For the recovery stage, those hardest hit may need extra help, such as micro, small and medium enterprises, workers who have lost their jobs and those in the most affected sectors such as travel, tourism and hospitality.
On the demand side, it is important to restore business and consumer confidence as swiftly as possible.
The need for broad stimulus measures will continue, and this may be more difficult for economies with limited fiscal space. To this end, support from multilateral and regional development banks, as well as domestic financial institutions to ensure liquidity in the financial markets, will help shoulder the burden.
Over the longer term, much work will need to be done on strengthening the health systems, social protection and insurance, digital infrastructure — both hard and soft, and a rethinking of how we have valued our essential sectors and workers thus far.
As a consequence of physical and social distancing, the pandemic has, in turn, accelerated the adoption of technologies into all aspects of our lives, offsetting — at least partially — the productivity loss from travel and movement restrictions.
Digital technologies will continue to play an important role in the recovery process and beyond.
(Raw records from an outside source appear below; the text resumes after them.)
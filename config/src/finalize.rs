//! Post-parse finalization
//!
//! Turns a parsed [`PacmanConfig`] into a package engine handle: resolves the
//! `auto` architecture, registers every repository as a sync source and hands
//! it the server list with `$repo` and `$arch` substituted.

use crate::{ConfigError, PacmanConfig, Repository, Result, SigLevel};
use std::io;

/// Architecture value replaced by the host architecture
pub const ARCH_AUTO: &str = "auto";

/// Source of host system facts
pub trait SystemInfo {
    /// Machine hardware name, e.g. `x86_64`
    fn architecture(&self) -> io::Result<String>;
}

/// A repository registered with a package engine
pub trait SyncSource {
    fn set_servers(&mut self, servers: Vec<String>);
}

/// Package engine a configuration is applied to
pub trait Engine: Sized {
    type Source: SyncSource;
    type Error: std::error::Error + Send + Sync + 'static;

    /// Open a handle for `root` using the database at `db_path`
    fn init(root: &str, db_path: &str) -> std::result::Result<Self, Self::Error>;

    /// Register a sync repository
    fn register_sync_source(
        &mut self,
        name: &str,
        sig_level: SigLevel,
    ) -> std::result::Result<&mut Self::Source, Self::Error>;
}

/// Substitute `$repo` and then `$arch` in a server URL template.
pub fn template_server(url: &str, repo: &str, arch: &str) -> String {
    url.replace("$repo", repo).replace("$arch", arch)
}

impl Repository {
    /// Server URLs with placeholders substituted
    pub fn expanded_servers(&self, arch: &str) -> Vec<String> {
        self.servers
            .iter()
            .map(|url| template_server(url, &self.name, arch))
            .collect()
    }
}

impl PacmanConfig {
    /// Replace an `auto` architecture with the host architecture.
    pub fn resolve_architecture<S: SystemInfo>(&mut self, system: &S) -> Result<()> {
        if self.architecture == ARCH_AUTO {
            self.architecture = system.architecture().map_err(ConfigError::Architecture)?;
            tracing::info!("Resolved architecture 'auto' to {}", self.architecture);
        }
        Ok(())
    }

    /// Build an engine handle from this configuration.
    ///
    /// A repository the engine refuses to register is skipped; its server
    /// list is left untemplated. Registered repositories get their servers
    /// templated both here and in the engine.
    pub fn create_handle<E: Engine, S: SystemInfo>(&mut self, system: &S) -> Result<E> {
        let mut engine =
            E::init(&self.root_dir, &self.db_path).map_err(|e| ConfigError::Engine(Box::new(e)))?;

        self.resolve_architecture(system)?;

        let arch = self.architecture.as_str();
        for repo in &mut self.repos {
            match engine.register_sync_source(&repo.name, repo.sig_level) {
                Ok(source) => {
                    let servers = repo.expanded_servers(arch);
                    repo.servers = servers.clone();
                    source.set_servers(servers);
                }
                Err(e) => {
                    tracing::warn!("Skipping repository {}: {}", repo.name, e);
                }
            }
        }

        Ok(engine)
    }
}

#[cfg(test)]
mod tests {
    use super::*;
    use crate::FixedArch;
    use std::fmt;

    #[derive(Debug)]
    struct Refused(String);

    impl fmt::Display for Refused {
        fn fmt(&self, f: &mut fmt::Formatter<'_>) -> fmt::Result {
            write!(f, "refused {}", self.0)
        }
    }

    impl std::error::Error for Refused {}

    #[derive(Debug, Default)]
    struct Recorded {
        name: String,
        sig_level: SigLevel,
        servers: Vec<String>,
    }

    impl SyncSource for Recorded {
        fn set_servers(&mut self, servers: Vec<String>) {
            self.servers = servers;
        }
    }

    #[derive(Debug, Default)]
    struct TestEngine {
        root: String,
        sources: Vec<Recorded>,
    }

    impl Engine for TestEngine {
        type Source = Recorded;
        type Error = Refused;

        fn init(root: &str, _db_path: &str) -> std::result::Result<Self, Refused> {
            if root.is_empty() {
                return Err(Refused("empty root".to_string()));
            }
            Ok(Self {
                root: root.to_string(),
                sources: Vec::new(),
            })
        }

        fn register_sync_source(
            &mut self,
            name: &str,
            sig_level: SigLevel,
        ) -> std::result::Result<&mut Recorded, Refused> {
            if name == "broken" {
                return Err(Refused(name.to_string()));
            }
            self.sources.push(Recorded {
                name: name.to_string(),
                sig_level,
                servers: Vec::new(),
            });
            Ok(self.sources.last_mut().unwrap())
        }
    }

    struct NoArch;

    impl SystemInfo for NoArch {
        fn architecture(&self) -> io::Result<String> {
            Err(io::Error::new(io::ErrorKind::Other, "uname failed"))
        }
    }

    fn config() -> PacmanConfig {
        let mut conf = PacmanConfig::default();
        conf.architecture = "auto".to_string();
        let mut core = Repository::new("core");
        core.sig_level = SigLevel::PACKAGE;
        core.servers = vec![
            "ftp://ftp.example.com/$repo/os/$arch/".to_string(),
            "https://$repo.example.com/$arch/$repo".to_string(),
        ];
        let mut broken = Repository::new("broken");
        broken.servers = vec!["http://example.com/$repo".to_string()];
        conf.repos = vec![core, broken];
        conf
    }

    #[test]
    fn test_template_server() {
        assert_eq!(
            template_server("http://m/$repo/os/$arch/$repo", "extra", "x86_64"),
            "http://m/extra/os/x86_64/extra"
        );
        assert_eq!(template_server("file:///srv/pkgs", "custom", "x86_64"), "file:///srv/pkgs");
    }

    #[test]
    fn test_create_handle_templates_registered_repos() {
        let mut conf = config();
        let engine: TestEngine = conf
            .create_handle(&FixedArch("x86_64".to_string()))
            .unwrap();

        assert_eq!(engine.root, "/");
        assert_eq!(conf.architecture, "x86_64");
        assert_eq!(engine.sources.len(), 1);
        assert_eq!(engine.sources[0].name, "core");
        assert_eq!(engine.sources[0].sig_level, SigLevel::PACKAGE);
        assert_eq!(
            engine.sources[0].servers,
            vec![
                "ftp://ftp.example.com/core/os/x86_64/",
                "https://core.example.com/x86_64/core",
            ]
        );
        assert_eq!(conf.repos[0].servers, engine.sources[0].servers);
        assert_eq!(conf.repos[1].servers, vec!["http://example.com/$repo"]);
    }

    #[test]
    fn test_explicit_architecture_is_kept() {
        let mut conf = config();
        conf.architecture = "i686".to_string();
        let engine: TestEngine = conf.create_handle(&NoArch).unwrap();
        assert_eq!(engine.sources[0].servers[0], "ftp://ftp.example.com/core/os/i686/");
    }

    #[test]
    fn test_auto_architecture_failure() {
        let mut conf = config();
        let err = conf.create_handle::<TestEngine, _>(&NoArch).unwrap_err();
        assert!(matches!(err, ConfigError::Architecture(_)));
    }

    #[test]
    fn test_engine_init_failure() {
        let mut conf = config();
        conf.root_dir = String::new();
        let err = conf
            .create_handle::<TestEngine, _>(&FixedArch("x86_64".to_string()))
            .unwrap_err();
        assert!(matches!(err, ConfigError::Engine(_)));
    }
}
Nevertheless, we have seen that digital technologies can augment but not replace human and social interactions. The continuing use of digital technologies further underscores the urgency to address the digital divide across and within ASEAN member states, in terms of infrastructure, skills, or rules and regulations. At the same time, this raises the imperative of addressing the concerns of data owners and technology users over privacy, security and ethics.
In sum, the pandemic has brought two things into realization. First, that effectiveness shall not be pursued at the expense of resilience and sustainability. Second, in an interconnected world, a global crisis requires global cooperation.
Tackling the pandemic and its socioeconomic impact demands solidarity and action at all levels. The global and regional community will need to work together; and not just governments, but also the private sector, research communities and civil societies.
This is the time to strengthen multilateral cooperation by proactively working on the necessary reform and leveraging global expertise and mechanisms as appropriate in the recovery efforts while placing our people and their well-being at the core. To this, ASEAN has much to offer.